L’arrivée du nouveau propriétaire, Allied Properties, force les trois groupes de créateurs du cinéma à déménager.
Le nouveau propriétaire leur avait pourtant promis qu’ils n’auraient pas à quitter leurs locaux. L’année dernière, les RIDM et Périphéria ont même investi 10000 $ dans l’aménagement de leurs bureaux de travail au 5455, de Gaspé. Le revirement d’Allied les prend de court, et la somme investie en rénovations est irrécupérable. « C’est énorme pour nous», lance Hany Ouichou, producteur pour Périphéria.

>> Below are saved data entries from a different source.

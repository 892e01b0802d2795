//! Remote (L2) and durable (L3) cache levels over a [`KeyValueBackend`].
//!
//! The backend holds the bytes. A local [`ShardedIndex`] holds per-key
//! metadata (expiry, size, tags, insertion stamp) so capacity, eviction and
//! `delete_by_tag` work against backends that only offer a plain key-value
//! contract. No lock is held across a backend await: the index is consulted
//! before or after each call, never during it.

use std::collections::BTreeSet;
use std::sync::Arc;
use std::time::Duration;

use async_trait::async_trait;
use tessera_core::CacheLevelConfig;
use tokio::time::Instant;

use super::shard::{Lookup, ShardedIndex, DEFAULT_SHARDS};
use super::traits::{BackendError, CacheLevelStore, CachedValue, KeyValueBackend, LevelStats};

/// Cache level whose storage is an external key-value backend.
///
/// Backend errors are returned unchanged.
pub struct BackendLevel<B: KeyValueBackend + ?Sized> {
    config: CacheLevelConfig,
    backend: Arc<B>,
    index: ShardedIndex<()>,
    stats: LevelStats,
}

impl<B: KeyValueBackend + ?Sized> BackendLevel<B> {
    pub fn new(config: CacheLevelConfig, backend: Arc<B>) -> Self {
        Self {
            config,
            backend,
            index: ShardedIndex::new(DEFAULT_SHARDS),
            stats: LevelStats::default(),
        }
    }

    pub fn backend(&self) -> &Arc<B> {
        &self.backend
    }

    async fn evict(&self) -> Result<usize, BackendError> {
        let batch = (self.config.capacity / 10).max(1);
        let mut evicted = 0;
        for (key, seq) in self.index.oldest(batch) {
            if self.index.remove_if_seq(&key, seq) {
                self.backend.delete(&key).await?;
                evicted += 1;
            }
        }
        if evicted > 0 {
            self.stats.record_evictions(evicted as u64);
            tracing::debug!(level = %self.config.name, evicted, "Evicted oldest entries");
        }
        Ok(evicted)
    }
}

#[async_trait]
impl<B: KeyValueBackend + ?Sized + 'static> CacheLevelStore for BackendLevel<B> {
    fn config(&self) -> &CacheLevelConfig {
        &self.config
    }

    async fn get(&self, key: &str) -> Result<Option<CachedValue>, BackendError> {
        let Some(value) = self.backend.get(key).await? else {
            // Backend expired or lost it; drop stale metadata.
            self.index.remove(key);
            return Ok(None);
        };

        let now = Instant::now();
        let (remaining_ttl, tags) = match self.index.lookup(key, now) {
            Lookup::Hit(slot) => (Some(slot.remaining(now)), slot.tags.into_iter().collect()),
            Lookup::Expired | Lookup::Absent => (self.backend.ttl(key).await?, Vec::new()),
        };

        Ok(Some(CachedValue {
            value,
            remaining_ttl,
            tags,
        }))
    }

    async fn set(
        &self,
        key: &str,
        value: Vec<u8>,
        ttl: Option<Duration>,
        tags: &[String],
    ) -> Result<(), BackendError> {
        if !self.index.contains(key) && self.index.len() >= self.config.capacity {
            self.evict().await?;
        }

        let ttl = ttl.unwrap_or(self.config.default_ttl);
        self.backend.set(key, &value, ttl).await?;

        let size = key.len() + value.len();
        let tags: BTreeSet<String> = tags.iter().cloned().collect();
        self.index.insert(key, (), Instant::now() + ttl, size, tags);
        self.stats.record_set();
        Ok(())
    }

    async fn delete(&self, key: &str) -> Result<bool, BackendError> {
        let deleted = self.backend.delete(key).await?;
        let removed = self.index.remove(key).is_some() || deleted;
        if removed {
            self.stats.record_deletes(1);
        }
        Ok(removed)
    }

    /// A key leaves the local index only once the backend delete succeeded;
    /// the first backend error is returned after every key was attempted.
    async fn delete_by_tag(&self, tag: &str) -> Result<usize, BackendError> {
        let mut removed = 0;
        let mut first_error = None;
        for key in self.index.keys_for_tag(tag) {
            match self.backend.delete(&key).await {
                Ok(deleted) => {
                    if self.index.remove(&key).is_some() || deleted {
                        removed += 1;
                    }
                }
                Err(e) => {
                    first_error.get_or_insert(e);
                }
            }
        }
        self.stats.record_deletes(removed as u64);
        match first_error {
            Some(e) => Err(e),
            None => Ok(removed),
        }
    }

    async fn ping(&self) -> Result<(), BackendError> {
        self.backend.ping().await
    }

    fn purge_expired(&self) -> usize {
        // The backend expires values itself; only local metadata is dropped.
        self.index.purge_expired(Instant::now()).len()
    }

    fn len(&self) -> usize {
        self.index.len()
    }

    fn stats(&self) -> &LevelStats {
        &self.stats
    }
}

#[cfg(test)]
mod tests {
    use super::*;
    use crate::cache::InMemoryKeyValueBackend;

    type Level = BackendLevel<InMemoryKeyValueBackend>;

    fn level(capacity: usize) -> (Level, Arc<InMemoryKeyValueBackend>) {
        let backend = Arc::new(InMemoryKeyValueBackend::new());
        let config = CacheLevelConfig::remote("remote", 2, capacity, Duration::from_secs(60));
        (BackendLevel::new(config, backend.clone()), backend)
    }

    #[tokio::test]
    async fn test_round_trip_through_backend() {
        let (l2, backend) = level(10);
        l2.set("k", b"v".to_vec(), None, &["t".to_string()]).await.unwrap();
        assert!(backend.exists("k").await.unwrap());

        let hit = l2.get("k").await.unwrap().unwrap();
        assert_eq!(hit.value, b"v");
        assert_eq!(hit.tags, vec!["t".to_string()]);
        assert!(hit.remaining_ttl.is_some());
    }

    #[tokio::test]
    async fn test_value_written_out_of_band_uses_backend_ttl() {
        let (l2, backend) = level(10);
        backend.set("k", b"v", Duration::from_secs(5)).await.unwrap();
        let hit = l2.get("k").await.unwrap().unwrap();
        assert!(hit.remaining_ttl.unwrap() <= Duration::from_secs(5));
        assert!(hit.tags.is_empty());
    }

    #[tokio::test]
    async fn test_eviction_deletes_from_backend() {
        let (l2, backend) = level(10);
        for i in 0..10 {
            l2.set(&format!("k{}", i), b"v".to_vec(), None, &[]).await.unwrap();
        }
        l2.set("k10", b"v".to_vec(), None, &[]).await.unwrap();
        assert_eq!(l2.len(), 10);
        assert!(!backend.exists("k0").await.unwrap());
        assert!(backend.exists("k10").await.unwrap());
    }

    #[tokio::test]
    async fn test_delete_by_tag_reaches_backend() {
        let (l2, backend) = level(10);
        let tag = vec!["cohort-A".to_string()];
        l2.set("a", b"1".to_vec(), None, &tag).await.unwrap();
        l2.set("b", b"2".to_vec(), None, &tag).await.unwrap();
        l2.set("c", b"3".to_vec(), None, &[]).await.unwrap();

        assert_eq!(l2.delete_by_tag("cohort-A").await.unwrap(), 2);
        assert!(!backend.exists("a").await.unwrap());
        assert!(backend.exists("c").await.unwrap());
    }

    #[tokio::test]
    async fn test_backend_error_propagates_unchanged() {
        let backend = Arc::new(InMemoryKeyValueBackend::new().with_max_value_bytes(1));
        let config = CacheLevelConfig::durable("durable", 3, 10, Duration::from_secs(60));
        let l3 = BackendLevel::new(config, backend);
        let err = l3.set("k", b"too big".to_vec(), None, &[]).await.unwrap_err();
        assert!(matches!(err, BackendError::Rejected(_)));
        assert_eq!(l3.len(), 0);
    }
}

Le 11e étage comptait évidemment plus de trois locataires. « Les autres artistes du 11e étage ont déjà quitté. On partira probablement dans peu de temps, on ne sait pas où, poursuit-il. On voudrait au moins essayer d’avoir des indemnités, mais je reste sceptique», conclu Hany Ouichou.

Centre Clark

Dans l’écosystème unique de Saint-Viateur Est, le Centre Clark agit comme liant, comme un véritable pôle de création qui nourrit le partage de compétences. «Pour le travail du bois, Clark met à la disposition des artistes tout un équipement, et sa galerie leur permet d’exposer. On profite aussi d’autres types d’équipement. Pour la gravure et l’imprimerie, il y a les presses de Circulaire et, pour le textile, Diagonale. Le fait de se regrouper permet de partager des compétences, des idées et des ressources, autant pour les gens du quartier que pour les créateurs», explique Isabelle Anguita, artiste peintre et membre du Conseil d’administration de Pi2.